Abstract Aims: The overall cost and health-related quality of life (HRQoL) associated with current treatments for chronic kidney disease (CKD)-related anemia are not well characterized. A systematic literature review (SLR) was conducted on the costs and HRQoL associated with current treatments for CKD-related anemia among dialysis-dependent (DD) patients. Materials and methods: The authors searched the Cochrane Library, MEDLINE, EMBASE, NHS EED, and NHS HTA for English-language publications. Original studies published between January 1, 2000 and March 17, 2017 meeting the following criteria were included: adult population; study focus was CKD-related anemia; included results on patients receiving iron supplementation, red blood cell transfusion, or erythropoiesis stimulating agents (ESAs); reported results on HRQoL and/or costs. Studies which included patients with DD-CKD, did not directly compare different treatments, and had designs relevant to the objective were retained.
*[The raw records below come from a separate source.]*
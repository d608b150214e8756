use crate::descriptor::PrimitiveKind;
use crate::{DecodeError, EncodeError, Value};

/// The largest integer representable by an unsigned kind of `width` bytes.
fn uint_max(width: usize) -> i128 {
    // `width` is at most 8 for the uint kinds, so this cannot overflow an `i128`.
    (1_i128 << (width * 8)) - 1
}

/// Appends the SSZ encoding of a primitive `value` of the given `kind` to `buf`.
///
/// Unsigned integers are written little-endian in exactly `kind.fixed_len()` bytes; fixed
/// byte strings are written unchanged.
pub fn encode_primitive(
    kind: PrimitiveKind,
    value: &Value,
    buf: &mut Vec<u8>,
) -> Result<(), EncodeError> {
    match (kind, value) {
        (kind, Value::Integer(int)) if kind.is_uint() => {
            let width = kind.fixed_len();

            if *int < 0 || *int > uint_max(width) {
                return Err(EncodeError::Range { kind, value: *int });
            }

            buf.extend_from_slice(&(*int as u128).to_le_bytes()[0..width]);
            Ok(())
        }
        (PrimitiveKind::Bool, Value::Bool(b)) => {
            buf.push(*b as u8);
            Ok(())
        }
        (PrimitiveKind::FixedBytes(width), Value::Bytes(bytes)) => {
            if bytes.len() != width {
                return Err(EncodeError::Length {
                    expected: width,
                    len: bytes.len(),
                });
            }

            buf.extend_from_slice(bytes);
            Ok(())
        }
        (kind, other) => Err(EncodeError::UnexpectedValue {
            expected: kind.to_string(),
            found: other.variant_name(),
        }),
    }
}

/// Decodes a primitive of the given `kind` starting at `bytes[offset]`.
///
/// Returns the value and the number of bytes consumed, which is always `kind.fixed_len()`.
pub fn decode_primitive(
    kind: PrimitiveKind,
    bytes: &[u8],
    offset: usize,
) -> Result<(Value, usize), DecodeError> {
    let width = kind.fixed_len();

    let slice = bytes
        .get(offset..offset.saturating_add(width))
        .ok_or_else(|| DecodeError::TruncatedInput {
            offset,
            needed: width,
            available: bytes.len().saturating_sub(offset),
        })?;

    let value = match kind {
        PrimitiveKind::Bool => match slice[0] {
            0 => Value::Bool(false),
            1 => Value::Bool(true),
            other => return Err(DecodeError::InvalidBool(other)),
        },
        PrimitiveKind::FixedBytes(_) => Value::Bytes(slice.to_vec()),
        PrimitiveKind::Uint8
        | PrimitiveKind::Uint16
        | PrimitiveKind::Uint32
        | PrimitiveKind::Uint64 => {
            let mut array = [0; 16];
            array[0..width].copy_from_slice(slice);

            Value::Integer(u128::from_le_bytes(array) as i128)
        }
    };

    Ok((value, width))
}
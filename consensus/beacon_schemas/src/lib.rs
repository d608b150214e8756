//! Record definitions for the beacon block (and everything a block embeds), a registry that
//! resolves such definitions into `ssz_schema` descriptors, and `SszCodec`, which encodes and
//! decodes registered records by name.
//!
//! Definitions are data: the built-in catalog is a YAML file compiled into the binary, and
//! further definitions may be loaded from files named in a `RegistryConfig`.
mod codec;
mod config;
pub mod definition;
mod registry;

pub use codec::SszCodec;
pub use config::RegistryConfig;
pub use definition::{FieldDefinition, RecordDefinition, TypeExpr};
pub use registry::{load_definitions, RegistryError, SchemaRegistry, BEACON_BLOCK_SCHEMA};
pub use ssz_schema::{DecodeError, EncodeError, TypeDescriptor, Value};

#[derive(Debug, PartialEq, Clone)]
pub enum Error {
    Encode(EncodeError),
    Decode(DecodeError),
    Registry(RegistryError),
    /// No record of this name is registered.
    UnknownType(String),
    UnableToReadFile(String),
    UnableToParseYaml(String),
}

impl From<EncodeError> for Error {
    fn from(e: EncodeError) -> Self {
        Error::Encode(e)
    }
}

impl From<DecodeError> for Error {
    fn from(e: DecodeError) -> Self {
        Error::Decode(e)
    }
}

impl From<RegistryError> for Error {
    fn from(e: RegistryError) -> Self {
        Error::Registry(e)
    }
}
HRQoL and cost outcomes, including healthcare resource utilization (HRU), were extracted and summarized in a narrative synthesis. Results: A total of 1,625 publications were retrieved, 15 of which met all inclusion criteria. All identified studies included ESAs as a treatment of interest. Two randomized controlled trials reported that ESA treatment improves HRQoL relative to placebo. Across eight studies comparing HRQoL of patients achieving high vs low hemoglobin (Hb) targets, aiming for higher Hb targets with ESAs generally led to modest HRQoL improvements. Two studies reported that ESA-treated patients had lower costs and HRU compared to untreated patients. One study found that aiming for higher vs lower Hb targets led to reduced HRU, while two other reported that this led to a reduction in cost-effectiveness. Limitations: Heterogeneity of study designs and outcomes; a meta-analysis could not be performed. Conclusions: ESA-treated patients undergoing dialysis incurred lower costs, lower HRU, and had better HRQoL relative to ESA-untreated patients. However, treatment to higher Hb targets led to modest HRQoL improvements compared to lower Hb targets.